■ TASK INSTRUCTIONS ■
Every word of the listing must be returned. Retype it exactly.

■ MATERIAL FOR THIS TASK ■
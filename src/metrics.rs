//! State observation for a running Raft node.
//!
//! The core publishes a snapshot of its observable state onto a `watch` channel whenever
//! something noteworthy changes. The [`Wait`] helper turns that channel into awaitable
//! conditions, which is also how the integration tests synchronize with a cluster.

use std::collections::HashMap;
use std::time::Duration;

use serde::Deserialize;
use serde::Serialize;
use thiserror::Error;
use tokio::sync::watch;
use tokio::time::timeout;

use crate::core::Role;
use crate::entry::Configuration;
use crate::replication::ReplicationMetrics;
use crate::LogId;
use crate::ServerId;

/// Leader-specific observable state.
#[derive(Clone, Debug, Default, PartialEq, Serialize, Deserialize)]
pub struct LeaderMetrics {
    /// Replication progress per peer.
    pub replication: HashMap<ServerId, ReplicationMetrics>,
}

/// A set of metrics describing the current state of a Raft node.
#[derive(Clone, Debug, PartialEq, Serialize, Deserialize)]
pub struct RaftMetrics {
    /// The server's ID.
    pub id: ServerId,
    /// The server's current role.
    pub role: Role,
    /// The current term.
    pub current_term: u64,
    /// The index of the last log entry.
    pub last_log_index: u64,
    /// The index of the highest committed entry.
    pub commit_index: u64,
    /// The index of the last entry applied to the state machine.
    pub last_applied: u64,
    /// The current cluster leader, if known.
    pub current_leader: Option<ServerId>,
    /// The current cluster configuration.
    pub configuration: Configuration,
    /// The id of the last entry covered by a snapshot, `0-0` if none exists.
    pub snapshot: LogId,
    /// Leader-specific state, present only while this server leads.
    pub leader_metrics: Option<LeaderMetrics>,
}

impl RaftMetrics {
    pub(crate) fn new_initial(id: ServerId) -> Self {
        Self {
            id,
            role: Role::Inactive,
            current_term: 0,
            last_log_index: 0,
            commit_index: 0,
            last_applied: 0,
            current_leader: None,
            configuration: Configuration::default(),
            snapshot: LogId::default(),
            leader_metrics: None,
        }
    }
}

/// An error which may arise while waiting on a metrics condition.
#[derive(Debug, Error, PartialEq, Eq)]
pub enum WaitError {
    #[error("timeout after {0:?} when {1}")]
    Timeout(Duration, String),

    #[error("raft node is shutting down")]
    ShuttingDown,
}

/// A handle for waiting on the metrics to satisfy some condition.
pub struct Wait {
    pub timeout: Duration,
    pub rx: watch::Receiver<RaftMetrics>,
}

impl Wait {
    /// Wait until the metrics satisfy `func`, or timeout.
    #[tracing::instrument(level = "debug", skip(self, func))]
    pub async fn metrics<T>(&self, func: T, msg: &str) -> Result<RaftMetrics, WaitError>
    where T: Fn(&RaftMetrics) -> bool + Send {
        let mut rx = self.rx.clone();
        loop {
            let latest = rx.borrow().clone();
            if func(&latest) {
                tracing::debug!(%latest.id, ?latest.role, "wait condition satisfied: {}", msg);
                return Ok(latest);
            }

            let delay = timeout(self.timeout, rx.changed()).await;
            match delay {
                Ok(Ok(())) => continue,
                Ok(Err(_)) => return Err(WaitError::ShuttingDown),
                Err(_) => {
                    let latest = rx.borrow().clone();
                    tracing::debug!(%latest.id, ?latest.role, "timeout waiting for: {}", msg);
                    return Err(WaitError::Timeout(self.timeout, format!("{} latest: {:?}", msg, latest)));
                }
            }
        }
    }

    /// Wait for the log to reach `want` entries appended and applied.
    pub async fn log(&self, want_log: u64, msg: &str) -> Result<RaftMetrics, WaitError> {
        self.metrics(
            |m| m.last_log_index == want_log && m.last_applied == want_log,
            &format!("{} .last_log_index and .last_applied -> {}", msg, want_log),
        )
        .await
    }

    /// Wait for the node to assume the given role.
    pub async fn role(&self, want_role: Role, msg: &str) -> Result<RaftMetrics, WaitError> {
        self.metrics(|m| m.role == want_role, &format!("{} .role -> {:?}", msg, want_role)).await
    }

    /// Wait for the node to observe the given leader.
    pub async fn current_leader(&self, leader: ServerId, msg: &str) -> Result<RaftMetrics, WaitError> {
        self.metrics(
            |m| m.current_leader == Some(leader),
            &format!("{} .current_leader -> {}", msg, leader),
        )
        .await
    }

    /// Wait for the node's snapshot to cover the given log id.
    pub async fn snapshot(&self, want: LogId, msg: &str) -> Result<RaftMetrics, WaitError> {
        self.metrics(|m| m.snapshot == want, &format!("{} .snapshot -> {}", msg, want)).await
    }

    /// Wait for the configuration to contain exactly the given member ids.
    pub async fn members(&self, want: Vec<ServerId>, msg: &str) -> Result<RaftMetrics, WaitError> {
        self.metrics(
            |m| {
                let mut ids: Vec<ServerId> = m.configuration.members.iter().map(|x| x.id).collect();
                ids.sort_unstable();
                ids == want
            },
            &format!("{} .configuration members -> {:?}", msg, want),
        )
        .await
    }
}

■ ANSWER SECTION ■
filename src/metrics.rs
//! State observation for a running Raft node.
//!
//! The core publishes a snapshot of its observable state onto a `watch` channel whenever
//! something noteworthy changes. The [`Wait`] helper turns that channel into awaitable
//! conditions, which is also how the integration tests synchronize with a cluster.

use std::collections::HashMap;
use std::time::Duration;

use serde::Deserialize;
use serde::Serialize;
use thiserror::Error;
use tokio::sync::watch;
use tokio::time::timeout;

use crate::core::Role;
use crate::entry::Configuration;
use crate::replication::ReplicationMetrics;
use crate::LogId;
use crate::ServerId;

/// Leader-specific observable state.
#[derive(Clone, Debug, Default, PartialEq, Serialize, Deserialize)]
pub struct LeaderMetrics {
    /// Replication progress per peer.
    pub replication: HashMap<ServerId, ReplicationMetrics>,
}

/// A set of metrics describing the current state of a Raft node.
#[derive(Clone, Debug, PartialEq, Serialize, Deserialize)]
pub struct RaftMetrics {
    /// The server's ID.
    pub id: ServerId,
    /// The server's current role.
    pub role: Role,
    /// The current term.
    pub current_term: u64,
    /// The index of the last log entry.
    pub last_log_index: u64,
    /// The index of the highest committed entry.
    pub commit_index: u64,
    /// The index of the last entry applied to the state machine.
    pub last_applied: u64,
    /// The current cluster leader, if known.
    pub current_leader: Option<ServerId>,
    /// The current cluster configuration.
    pub configuration: Configuration,
    /// The id of the last entry covered by a snapshot, `0-0` if none exists.
    pub snapshot: LogId,
    /// Leader-specific state, present only while this server leads.
    pub leader_metrics: Option<LeaderMetrics>,
}

impl RaftMetrics {
    pub(crate) fn new_initial(id: ServerId) -> Self {
        Self {
            id,
            role: Role::Inactive,
            current_term: 0,
            last_log_index: 0,
            commit_index: 0,
            last_applied: 0,
            current_leader: None,
            configuration: Configuration::default(),
            snapshot: LogId::default(),
            leader_metrics: None,
        }
    }
}

/// An error which may arise while waiting on a metrics condition.
#[derive(Debug, Error, PartialEq, Eq)]
pub enum WaitError {
    #[error("timeout after {0:?} when {1}")]
    Timeout(Duration, String),

    #[error("raft node is shutting down")]
    ShuttingDown,
}

/// A handle for waiting on the metrics to satisfy some condition.
pub struct Wait {
    pub timeout: Duration,
    pub rx: watch::Receiver<RaftMetrics>,
}

impl Wait {
    /// Wait until the metrics satisfy `func`, or timeout.
    #[tracing::instrument(level = "debug", skip(self, func))]
    pub async fn metrics<T>(&self, func: T, msg: &str) -> Result<RaftMetrics, WaitError>
    where T: Fn(&RaftMetrics) -> bool + Send {
        let mut rx = self.rx.clone();
        loop {
            let latest = rx.borrow().clone();
            if func(&latest) {
                tracing::debug!(%latest.id, ?latest.role, "wait condition satisfied: {}", msg);
                return Ok(latest);
            }

            let delay = timeout(self.timeout, rx.changed()).await;
            match delay {
                Ok(Ok(())) => continue,
                Ok(Err(_)) => return Err(WaitError::ShuttingDown),
                Err(_) => {
                    let latest = rx.borrow().clone();
                    tracing::debug!(%latest.id, ?latest.role, "timeout waiting for: {}", msg);
                    return Err(WaitError::Timeout(self.timeout, format!("{} latest: {:?}", msg, latest)));
                }
            }
        }
    }

    /// Wait for the log to reach `want` entries appended and applied.
    pub async fn log(&self, want_log: u64, msg: &str) -> Result<RaftMetrics, WaitError> {
        self.metrics(
            |m| m.last_log_index == want_log && m.last_applied == want_log,
            &format!("{} .last_log_index and .last_applied -> {}", msg, want_log),
        )
        .await
    }

    /// Wait for the node to assume the given role.
    pub async fn role(&self, want_role: Role, msg: &str) -> Result<RaftMetrics, WaitError> {
        self.metrics(|m| m.role == want_role, &format!("{} .role -> {:?}", msg, want_role)).await
    }

    /// Wait for the node to observe the given leader.
    pub async fn current_leader(&self, leader: ServerId, msg: &str) -> Result<RaftMetrics, WaitError> {
        self.metrics(
            |m| m.current_leader == Some(leader),
            &format!("{} .current_leader -> {}", msg, leader),
        )
        .await
    }

    /// Wait for the node's snapshot to cover the given log id.
    pub async fn snapshot(&self, want: LogId, msg: &str) -> Result<RaftMetrics, WaitError> {
        self.metrics(|m| m.snapshot == want, &format!("{} .snapshot -> {}", msg, want)).await
    }

    /// Wait for the configuration to contain exactly the given member ids.
    pub async fn members(&self, want: Vec<ServerId>, msg: &str) -> Result<RaftMetrics, WaitError> {
        self.metrics(
            |m| {
                let mut ids: Vec<ServerId> = m.configuration.members.iter().map(|x| x.id).collect();
                ids.sort_unstable();
                ids == want
            },
            &format!("{} .configuration members -> {:?}", msg, want),
        )
        .await
    }
}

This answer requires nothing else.